Dans le cadre du Festival d’Automne, Baptiste Amann présente le second volet d’une ambitieuse trilogie consacrée à l’idée de révolution au XXIème siècle. Sans répondre hélas à l’horizon d’attente qu’il suscite.
Parmi les auteurs et metteurs français qui se sont penchés sur la révolution ces dernières années, on peut distinguer deux catégories. Ceux qui, tels Joël Pommerat dans Ça ira, fin de Louis (1) (2015), optent pour la reconstitution la plus fidèle possible d’événements passés, et ceux qui regardent les soulèvements d’hier depuis la lorgnette du présent, aussi éclairante que déformante. Sylvain Creuzevault dans Notre Terreur (2010) par exemple, qui interrogeait autour d’une table les traces laissées dans l’inconscient collectif par la sanglante année 1794. Baptiste Amann prend une autre voie. Ou plutôt, il se fraie un chemin personnel entre ces deux manières de faire théâtre de l’acte révolutionnaire. Ancrée de nos jours, dans un pavillon témoin d’une résidence HLM, sa trilogie Des territoires convoque en effet des figures du passé. Condorcet dans le premier volet sous-titré (Nous sifflerons la Marseillaise), et quelques communards dans (D’une prison l’autre).

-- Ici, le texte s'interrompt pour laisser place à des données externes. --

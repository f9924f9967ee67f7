//! Management session over an SSH shell
//!
//! A `Communicator` drives one wrapper process: it writes framed
//! instructions, parses everything the wrapper prints and reports the
//! result as `CommunicatorEvent`s.

mod events;
mod framing;
mod wrapper;

pub use events::{CommunicatorEvent, Notice};
pub use wrapper::Communicator;
impl ControlCenterHandle {
    async fn dispatch(&self, action: Action) {
        if let Err(e) = self.actions.send(action).await {
            debug!("Tab already closed, dropping {:?}", e.0);
        }
    }

    pub async fn open_channel(&self, channel: &str) {
        self.dispatch(Action::Open(channel.to_string())).await;
    }

    pub async fn close_channel(&self, channel: &str) {
        self.dispatch(Action::Close(channel.to_string())).await;
    }

    /// Close every channel and end the session; the tab closes afterwards
    pub async fn close_all(&self) {
        self.dispatch(Action::CloseAll).await;
    }

    pub async fn call_status(&self, channel: &str) {
        self.dispatch(Action::Status(channel.to_string())).await;
    }

    pub async fn call_log(&self, channel: &str) {
        self.dispatch(Action::LogOn(channel.to_string())).await;
    }

    pub async fn end_log(&self, channel: &str) {
        self.dispatch(Action::LogOff(channel.to_string())).await;
    }

    pub async fn call_version(&self, channel: &str) {
        self.dispatch(Action::Version(channel.to_string())).await;
    }

    pub async fn kill_user(&self, channel: &str, username: &str) {
        self.dispatch(Action::Kill {
            channel: channel.to_string(),
            username: username.to_string(),
        })
        .await;
    }

    pub async fn send_user_command(&self, channel: &str, text: &str) {
        self.dispatch(Action::Send {
            channel: channel.to_string(),
            text: text.to_string(),
        })
        .await;
    }

    pub fn is_closed(&self) -> bool {
        self.actions.is_closed()
    }
}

Comme dans Juste la fin du monde (1990) de Jean-Luc Lagarce, la fratrie se déchire au sujet du sort à réserver à sa maison familiale. Faut-il ou non céder à la pression exercée par les entrepreneurs chargés du projet d’extension du centre commercial voisin ? Chacun a son avis sur la question. Une fois achevé le récit drôle et épique de l’enterrement des parents, les grands enfants rentrent dans leur chez eux en placo poursuivre le débat et commencer leur deuil. Lequel est perturbé par l’intrusion d’un pizzaiolo amoureux (Yohann Pisiou) de Lyn et de Lahcen (Nailia Harzoune, très juste dans cette partition masculine), son copain fraîchement sorti de prison, bientôt rejoints par une certaine Louise Michel (Anne-Sophie Sterck). Une militante activiste qui décide de poser sa tente dans le salon des orphelins. Plus encore que dans son premier volet, Baptiste Amann réunit donc des voix très diverses.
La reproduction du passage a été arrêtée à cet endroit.